Sunday, July 31, 2011

Cookin' Tanzo Style


So cooking over kerosene stove, while limiting at times, is still enjoyable.  I love cooking so one of the most enjoyable parts of my day is cooking dinner.  So many people at home may be curious about the options available.  We actually have quite a bit: spinach, eggplant, hot peppers, bell pepper, onions, tomatoes, and potatoes.  I only miss a few things like cheap eggs (eggs are expensive for our budget), milk, cheese, and nice ready-to-cook meat.  I am lucky that I have an amazing family though, because I usually have some packages of tuna for some quick protein.  One of my favorite Tanzanian foods is chapati.  Chapatti is the African version of the Indian naan.  You may also say that it is just a thick tortilla.  Well anyways, I thought it might be fun to show here so if you are interested, you can try it out for yourself!

To make chapatti, you need 3 cups of flour (maybe a little extra to flour the rolling surface), oil, salt, and water.


First, in a bowl, combine 3 cups of flour, a pinch of salt, and about a tablespoon of oil.

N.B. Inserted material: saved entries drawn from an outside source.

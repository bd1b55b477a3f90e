//! `SKILL.md` header parsing
//!
//! The header is a block of `key: value` lines between two `---` lines at the very
//! top of the file. It is read line by line, not as YAML; malformed input never
//! errors, it just yields no fields.

const DELIMITER: &str = "---";

/// How a marker file's contents split into header and body.
#[derive(Debug, Clone, PartialEq, Eq)]
pub enum HeaderSplit<'a> {
    /// The first line is not `---`
    Missing,
    /// The opening `---` has no closing `---`
    Unclosed,
    /// A well-formed header block
    Present { header: Vec<&'a str>, body: String },
}

/// The two header fields a skill cares about.
#[derive(Debug, Clone, Default, PartialEq, Eq)]
pub struct Frontmatter {
    pub name: Option<String>,
    pub description: Option<String>,
}

fn is_delimiter(line: &str) -> bool {
    line.trim_end() == DELIMITER
}

/// Split `content` at the header delimiters.
pub fn split(content: &str) -> HeaderSplit<'_> {
    let lines: Vec<&str> = content.lines().collect();
    if !lines.first().is_some_and(|l| is_delimiter(l)) {
        return HeaderSplit::Missing;
    }

    let Some(end) = lines[1..].iter().position(|l| is_delimiter(l)) else {
        return HeaderSplit::Unclosed;
    };
    let end = end + 1;

    HeaderSplit::Present {
        header: lines[1..end].to_vec(),
        body: lines[end + 1..].join("\n"),
    }
}

/// Strip one pair of matching surrounding quotes.
fn unquote(value: &str) -> &str {
    for quote in ['"', '\''] {
        if value.len() >= 2 && value.starts_with(quote) && value.ends_with(quote) {
            return &value[1..value.len() - 1];
        }
    }
    value
}

/// Every `key: value` pair in header order. Keys are lowercased.
pub fn pairs<'a>(header: &[&'a str]) -> Vec<(String, &'a str)> {
    header
        .iter()
        .filter_map(|line| {
            let (key, value) = line.split_once(':')?;
            let key = key.trim();
            if key.is_empty() {
                return None;
            }
            Some((key.to_lowercase(), unquote(value.trim())))
        })
        .collect()
}

/// Read `name` and `description` from a marker file. Later keys win.
pub fn parse(content: &str) -> Frontmatter {
    let HeaderSplit::Present { header, .. } = split(content) else {
        return Frontmatter::default();
    };

    let mut fm = Frontmatter::default();
    for (key, value) in pairs(&header) {
        match key.as_str() {
            "name" => fm.name = Some(value.to_string()),
            "description" => fm.description = Some(value.to_string()),
            _ => {}
        }
    }
    fm
}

Next, add enough water so that you are able to form one elastic ball of dough.




Break off pieces of dough, experiment with the size you want.  Roll out the dough, drizzle a little oil on the dough, and then roll the dough back up and set aside.  I am usually able to form between 8 to 10 balls from one batch.






After oiling all of the dough, set aside for 20 minutes to 1 hour.



After setting aside, roll out the chapattis into reasonably thin circles.  Again, the thickness is mainly up to your own preference. 

Heat about a tablespoon, or less, of oil in a pan.  After it is hot, add a chapatti.


When the chapatti is good and bubbly, it is time to flip.


After you cook them all, you can go traditional and enjoy with a hot bowl of beans, or make wraps.    


So this is just a little taste of Tanzania.  Hopefully more to come!  Bon appetite!  Peace out!

Tuesday, July 19, 2011

As we go on...We Remember...

First of all, I want to add some pictures of Claire's very successful HIV/AIDs Education/Soccer camp.  I went to Claire's ville last week to help out with this 3-day camp.  The mornings were about 4 hours of HIV Education and Life Skills.  Then in the afternoons, we played around 3 or 4 hours of soccer.  The entire thing was exhausting, but extremely fun.  I also think that the kids took a lot away from it.  I am so glad that I went to help because after seeing the programing and structure, I think I'll conduct this camp at my school.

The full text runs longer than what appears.